*** Opening of Records for the task ***

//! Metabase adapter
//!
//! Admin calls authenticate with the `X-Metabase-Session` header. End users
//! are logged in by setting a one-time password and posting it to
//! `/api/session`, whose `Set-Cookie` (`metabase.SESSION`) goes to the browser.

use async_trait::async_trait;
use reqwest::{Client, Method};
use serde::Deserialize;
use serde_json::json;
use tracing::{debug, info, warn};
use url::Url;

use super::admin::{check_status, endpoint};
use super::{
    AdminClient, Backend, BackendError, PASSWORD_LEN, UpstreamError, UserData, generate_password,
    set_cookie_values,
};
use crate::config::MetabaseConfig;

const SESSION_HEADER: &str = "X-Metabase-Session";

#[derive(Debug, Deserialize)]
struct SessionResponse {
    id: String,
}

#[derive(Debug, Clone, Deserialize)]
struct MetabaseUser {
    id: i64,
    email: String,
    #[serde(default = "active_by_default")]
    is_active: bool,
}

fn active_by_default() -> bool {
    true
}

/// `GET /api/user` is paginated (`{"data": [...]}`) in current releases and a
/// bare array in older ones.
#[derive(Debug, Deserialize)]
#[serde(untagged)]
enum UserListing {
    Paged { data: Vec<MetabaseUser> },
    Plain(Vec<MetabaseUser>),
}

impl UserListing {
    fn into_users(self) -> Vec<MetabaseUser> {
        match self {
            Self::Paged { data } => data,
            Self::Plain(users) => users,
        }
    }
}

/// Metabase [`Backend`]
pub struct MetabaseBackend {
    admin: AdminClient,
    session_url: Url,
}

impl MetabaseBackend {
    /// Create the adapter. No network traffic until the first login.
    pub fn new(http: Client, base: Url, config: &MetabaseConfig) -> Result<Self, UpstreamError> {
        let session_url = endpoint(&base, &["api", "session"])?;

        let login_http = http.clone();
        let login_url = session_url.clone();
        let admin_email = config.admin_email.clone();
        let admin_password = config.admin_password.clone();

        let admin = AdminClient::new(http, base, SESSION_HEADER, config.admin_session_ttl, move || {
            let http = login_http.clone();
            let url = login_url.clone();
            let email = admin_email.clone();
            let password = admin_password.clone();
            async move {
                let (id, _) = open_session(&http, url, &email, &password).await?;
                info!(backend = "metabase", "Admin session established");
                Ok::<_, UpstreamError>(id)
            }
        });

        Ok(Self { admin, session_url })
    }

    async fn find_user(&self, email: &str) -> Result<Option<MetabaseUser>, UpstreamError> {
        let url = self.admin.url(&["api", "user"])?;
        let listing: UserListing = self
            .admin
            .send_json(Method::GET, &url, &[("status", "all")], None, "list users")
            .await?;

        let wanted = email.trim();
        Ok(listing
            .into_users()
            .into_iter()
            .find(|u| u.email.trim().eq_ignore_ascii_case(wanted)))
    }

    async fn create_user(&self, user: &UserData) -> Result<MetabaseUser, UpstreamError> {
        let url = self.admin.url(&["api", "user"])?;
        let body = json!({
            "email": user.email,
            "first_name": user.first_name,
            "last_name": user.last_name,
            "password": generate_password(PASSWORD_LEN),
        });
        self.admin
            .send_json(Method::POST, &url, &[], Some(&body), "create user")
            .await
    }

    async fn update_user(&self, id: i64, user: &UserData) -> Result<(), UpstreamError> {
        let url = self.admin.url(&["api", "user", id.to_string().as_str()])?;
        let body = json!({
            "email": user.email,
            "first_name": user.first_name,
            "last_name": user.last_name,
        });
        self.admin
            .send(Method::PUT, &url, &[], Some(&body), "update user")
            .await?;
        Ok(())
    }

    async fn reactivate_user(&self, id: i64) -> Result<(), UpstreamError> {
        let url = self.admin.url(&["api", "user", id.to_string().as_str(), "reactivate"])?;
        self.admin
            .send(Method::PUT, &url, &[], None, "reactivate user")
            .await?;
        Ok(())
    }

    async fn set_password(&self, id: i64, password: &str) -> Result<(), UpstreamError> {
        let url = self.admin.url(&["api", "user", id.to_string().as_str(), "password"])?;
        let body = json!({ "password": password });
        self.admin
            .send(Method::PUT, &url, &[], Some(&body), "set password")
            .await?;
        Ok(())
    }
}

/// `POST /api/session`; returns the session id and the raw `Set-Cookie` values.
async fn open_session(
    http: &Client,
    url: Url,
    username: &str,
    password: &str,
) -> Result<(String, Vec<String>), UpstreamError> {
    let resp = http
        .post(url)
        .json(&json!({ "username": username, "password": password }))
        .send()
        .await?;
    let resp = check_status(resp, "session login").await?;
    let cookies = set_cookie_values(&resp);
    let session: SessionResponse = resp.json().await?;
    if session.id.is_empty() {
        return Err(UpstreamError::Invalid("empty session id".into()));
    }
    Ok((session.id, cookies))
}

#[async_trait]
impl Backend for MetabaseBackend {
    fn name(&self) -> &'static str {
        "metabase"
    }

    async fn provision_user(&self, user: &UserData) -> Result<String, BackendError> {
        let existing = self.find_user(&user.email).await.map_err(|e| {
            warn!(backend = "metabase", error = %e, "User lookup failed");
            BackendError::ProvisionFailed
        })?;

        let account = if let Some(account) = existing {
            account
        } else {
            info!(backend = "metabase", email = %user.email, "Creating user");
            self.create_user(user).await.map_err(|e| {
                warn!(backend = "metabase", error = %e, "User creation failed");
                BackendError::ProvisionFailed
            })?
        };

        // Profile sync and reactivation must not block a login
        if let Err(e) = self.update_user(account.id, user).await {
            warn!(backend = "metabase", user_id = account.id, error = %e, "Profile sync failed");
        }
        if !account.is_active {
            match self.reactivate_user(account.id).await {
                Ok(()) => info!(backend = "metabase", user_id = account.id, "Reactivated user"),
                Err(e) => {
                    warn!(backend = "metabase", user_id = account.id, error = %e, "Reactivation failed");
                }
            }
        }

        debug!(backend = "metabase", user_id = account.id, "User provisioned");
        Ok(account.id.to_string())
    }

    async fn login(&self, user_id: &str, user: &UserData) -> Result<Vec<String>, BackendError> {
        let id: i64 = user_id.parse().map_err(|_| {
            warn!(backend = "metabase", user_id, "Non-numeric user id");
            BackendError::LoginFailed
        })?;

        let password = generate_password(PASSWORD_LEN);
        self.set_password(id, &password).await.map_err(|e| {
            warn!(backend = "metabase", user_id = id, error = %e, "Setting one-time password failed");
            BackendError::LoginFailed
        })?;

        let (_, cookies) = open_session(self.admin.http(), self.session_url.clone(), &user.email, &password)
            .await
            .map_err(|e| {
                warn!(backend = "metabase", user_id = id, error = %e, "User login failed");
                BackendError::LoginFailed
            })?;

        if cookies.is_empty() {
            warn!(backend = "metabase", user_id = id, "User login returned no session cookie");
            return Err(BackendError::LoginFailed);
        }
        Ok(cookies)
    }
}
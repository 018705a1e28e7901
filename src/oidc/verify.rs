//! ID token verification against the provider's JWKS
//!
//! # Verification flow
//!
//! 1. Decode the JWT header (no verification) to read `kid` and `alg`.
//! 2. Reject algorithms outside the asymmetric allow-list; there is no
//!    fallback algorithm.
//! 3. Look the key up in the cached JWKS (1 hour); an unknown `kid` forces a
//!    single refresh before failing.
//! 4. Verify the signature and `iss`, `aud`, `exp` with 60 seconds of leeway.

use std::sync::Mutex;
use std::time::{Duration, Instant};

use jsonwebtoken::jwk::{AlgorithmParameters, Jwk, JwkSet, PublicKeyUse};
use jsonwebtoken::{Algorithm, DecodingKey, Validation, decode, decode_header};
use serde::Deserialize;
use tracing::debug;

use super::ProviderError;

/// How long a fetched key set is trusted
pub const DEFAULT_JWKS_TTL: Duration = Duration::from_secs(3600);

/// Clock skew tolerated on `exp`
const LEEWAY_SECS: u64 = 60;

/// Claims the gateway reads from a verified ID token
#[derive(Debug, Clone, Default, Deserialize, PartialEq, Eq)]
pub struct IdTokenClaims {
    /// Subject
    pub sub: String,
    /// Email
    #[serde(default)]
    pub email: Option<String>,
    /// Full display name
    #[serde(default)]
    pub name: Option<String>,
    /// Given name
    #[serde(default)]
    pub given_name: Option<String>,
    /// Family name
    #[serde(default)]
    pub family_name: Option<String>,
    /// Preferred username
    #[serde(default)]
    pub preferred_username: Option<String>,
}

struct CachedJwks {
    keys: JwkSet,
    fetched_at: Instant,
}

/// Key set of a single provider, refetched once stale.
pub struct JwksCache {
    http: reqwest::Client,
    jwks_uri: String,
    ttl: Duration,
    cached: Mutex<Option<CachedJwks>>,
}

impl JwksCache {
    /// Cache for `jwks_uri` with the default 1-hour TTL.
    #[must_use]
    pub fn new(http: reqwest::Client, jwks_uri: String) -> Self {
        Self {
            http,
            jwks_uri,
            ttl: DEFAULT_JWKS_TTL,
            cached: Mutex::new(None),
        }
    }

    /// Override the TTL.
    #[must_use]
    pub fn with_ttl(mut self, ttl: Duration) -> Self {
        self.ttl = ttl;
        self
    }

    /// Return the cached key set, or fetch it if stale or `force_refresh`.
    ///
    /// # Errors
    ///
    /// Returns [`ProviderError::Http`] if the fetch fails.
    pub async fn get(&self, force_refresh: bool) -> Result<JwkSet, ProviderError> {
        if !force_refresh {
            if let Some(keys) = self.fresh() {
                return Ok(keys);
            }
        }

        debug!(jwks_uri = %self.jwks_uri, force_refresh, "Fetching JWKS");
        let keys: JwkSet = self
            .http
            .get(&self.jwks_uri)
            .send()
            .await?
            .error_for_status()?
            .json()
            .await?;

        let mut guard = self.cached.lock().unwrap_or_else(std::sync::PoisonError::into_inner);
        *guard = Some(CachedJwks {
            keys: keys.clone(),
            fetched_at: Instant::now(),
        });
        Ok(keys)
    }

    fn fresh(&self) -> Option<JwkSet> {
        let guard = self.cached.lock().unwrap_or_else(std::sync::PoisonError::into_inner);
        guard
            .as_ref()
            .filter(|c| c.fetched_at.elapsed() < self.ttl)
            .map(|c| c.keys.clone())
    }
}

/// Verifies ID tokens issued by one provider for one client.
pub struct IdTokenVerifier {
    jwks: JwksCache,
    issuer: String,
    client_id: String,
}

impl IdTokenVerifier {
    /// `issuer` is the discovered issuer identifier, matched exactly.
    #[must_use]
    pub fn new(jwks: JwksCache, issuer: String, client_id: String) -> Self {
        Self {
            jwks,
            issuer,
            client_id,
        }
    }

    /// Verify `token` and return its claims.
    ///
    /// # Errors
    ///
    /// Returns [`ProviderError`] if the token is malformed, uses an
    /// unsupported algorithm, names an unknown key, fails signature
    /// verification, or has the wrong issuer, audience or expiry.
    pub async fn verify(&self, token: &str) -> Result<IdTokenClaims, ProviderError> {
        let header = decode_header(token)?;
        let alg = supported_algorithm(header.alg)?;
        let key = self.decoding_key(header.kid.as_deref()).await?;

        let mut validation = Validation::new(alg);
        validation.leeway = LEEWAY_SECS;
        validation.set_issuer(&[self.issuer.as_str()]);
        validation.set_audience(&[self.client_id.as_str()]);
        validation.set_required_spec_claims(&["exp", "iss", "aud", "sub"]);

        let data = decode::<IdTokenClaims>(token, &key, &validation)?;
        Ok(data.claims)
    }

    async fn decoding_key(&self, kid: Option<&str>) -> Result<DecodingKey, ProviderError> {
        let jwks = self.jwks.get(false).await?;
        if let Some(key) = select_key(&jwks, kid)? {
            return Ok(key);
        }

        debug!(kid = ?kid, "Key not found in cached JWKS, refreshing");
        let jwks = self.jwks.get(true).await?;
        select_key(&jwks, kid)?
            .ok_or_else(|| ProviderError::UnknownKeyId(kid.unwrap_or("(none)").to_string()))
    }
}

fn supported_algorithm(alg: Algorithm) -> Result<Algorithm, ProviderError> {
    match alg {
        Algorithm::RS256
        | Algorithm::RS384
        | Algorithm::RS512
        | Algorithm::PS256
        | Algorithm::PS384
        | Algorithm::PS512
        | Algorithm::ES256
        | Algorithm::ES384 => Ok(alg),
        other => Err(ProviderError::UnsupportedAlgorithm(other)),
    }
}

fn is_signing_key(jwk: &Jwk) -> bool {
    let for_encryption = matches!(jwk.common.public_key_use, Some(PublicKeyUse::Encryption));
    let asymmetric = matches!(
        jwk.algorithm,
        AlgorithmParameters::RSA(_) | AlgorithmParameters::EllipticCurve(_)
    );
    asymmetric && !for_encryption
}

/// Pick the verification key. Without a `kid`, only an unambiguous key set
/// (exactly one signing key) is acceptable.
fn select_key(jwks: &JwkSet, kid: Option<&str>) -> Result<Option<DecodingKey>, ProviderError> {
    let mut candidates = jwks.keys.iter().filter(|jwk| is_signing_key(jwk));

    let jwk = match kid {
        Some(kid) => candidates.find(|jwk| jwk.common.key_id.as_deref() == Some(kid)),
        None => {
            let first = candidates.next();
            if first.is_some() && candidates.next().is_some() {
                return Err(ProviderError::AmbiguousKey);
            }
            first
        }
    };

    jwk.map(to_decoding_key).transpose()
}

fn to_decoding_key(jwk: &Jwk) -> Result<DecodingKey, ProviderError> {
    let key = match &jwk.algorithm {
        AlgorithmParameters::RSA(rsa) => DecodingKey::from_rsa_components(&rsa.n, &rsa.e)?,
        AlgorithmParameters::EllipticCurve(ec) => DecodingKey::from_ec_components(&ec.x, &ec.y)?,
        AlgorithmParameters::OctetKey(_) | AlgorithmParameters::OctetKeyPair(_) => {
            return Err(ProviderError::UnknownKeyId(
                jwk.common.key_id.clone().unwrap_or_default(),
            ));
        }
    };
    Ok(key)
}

*** Close of Records for the task ***

Problem ->
Given the records above, return exactly the lines starting at the line containing "audience or expiry." and ending at the line containing "key) is acceptable.", including both.

Exercise solution ->
    /// verification, or has the wrong issuer, audience or expiry.
    pub async fn verify(&self, token: &str) -> Result<IdTokenClaims, ProviderError> {
        let header = decode_header(token)?;
        let alg = supported_algorithm(header.alg)?;
        let key = self.decoding_key(header.kid.as_deref()).await?;

        let mut validation = Validation::new(alg);
        validation.leeway = LEEWAY_SECS;
        validation.set_issuer(&[self.issuer.as_str()]);
        validation.set_audience(&[self.client_id.as_str()]);
        validation.set_required_spec_claims(&["exp", "iss", "aud", "sub"]);

        let data = decode::<IdTokenClaims>(token, &key, &validation)?;
        Ok(data.claims)
    }

    async fn decoding_key(&self, kid: Option<&str>) -> Result<DecodingKey, ProviderError> {
        let jwks = self.jwks.get(false).await?;
        if let Some(key) = select_key(&jwks, kid)? {
            return Ok(key);
        }

        debug!(kid = ?kid, "Key not found in cached JWKS, refreshing");
        let jwks = self.jwks.get(true).await?;
        select_key(&jwks, kid)?
            .ok_or_else(|| ProviderError::UnknownKeyId(kid.unwrap_or("(none)").to_string()))
    }
}

fn supported_algorithm(alg: Algorithm) -> Result<Algorithm, ProviderError> {
    match alg {
        Algorithm::RS256
        | Algorithm::RS384
        | Algorithm::RS512
        | Algorithm::PS256
        | Algorithm::PS384
        | Algorithm::PS512
        | Algorithm::ES256
        | Algorithm::ES384 => Ok(alg),
        other => Err(ProviderError::UnsupportedAlgorithm(other)),
    }
}

fn is_signing_key(jwk: &Jwk) -> bool {
    let for_encryption = matches!(jwk.common.public_key_use, Some(PublicKeyUse::Encryption));
    let asymmetric = matches!(
        jwk.algorithm,
        AlgorithmParameters::RSA(_) | AlgorithmParameters::EllipticCurve(_)
    );
    asymmetric && !for_encryption
}

/// Pick the verification key. Without a `kid`, only an unambiguous key set
/// (exactly one signing key) is acceptable.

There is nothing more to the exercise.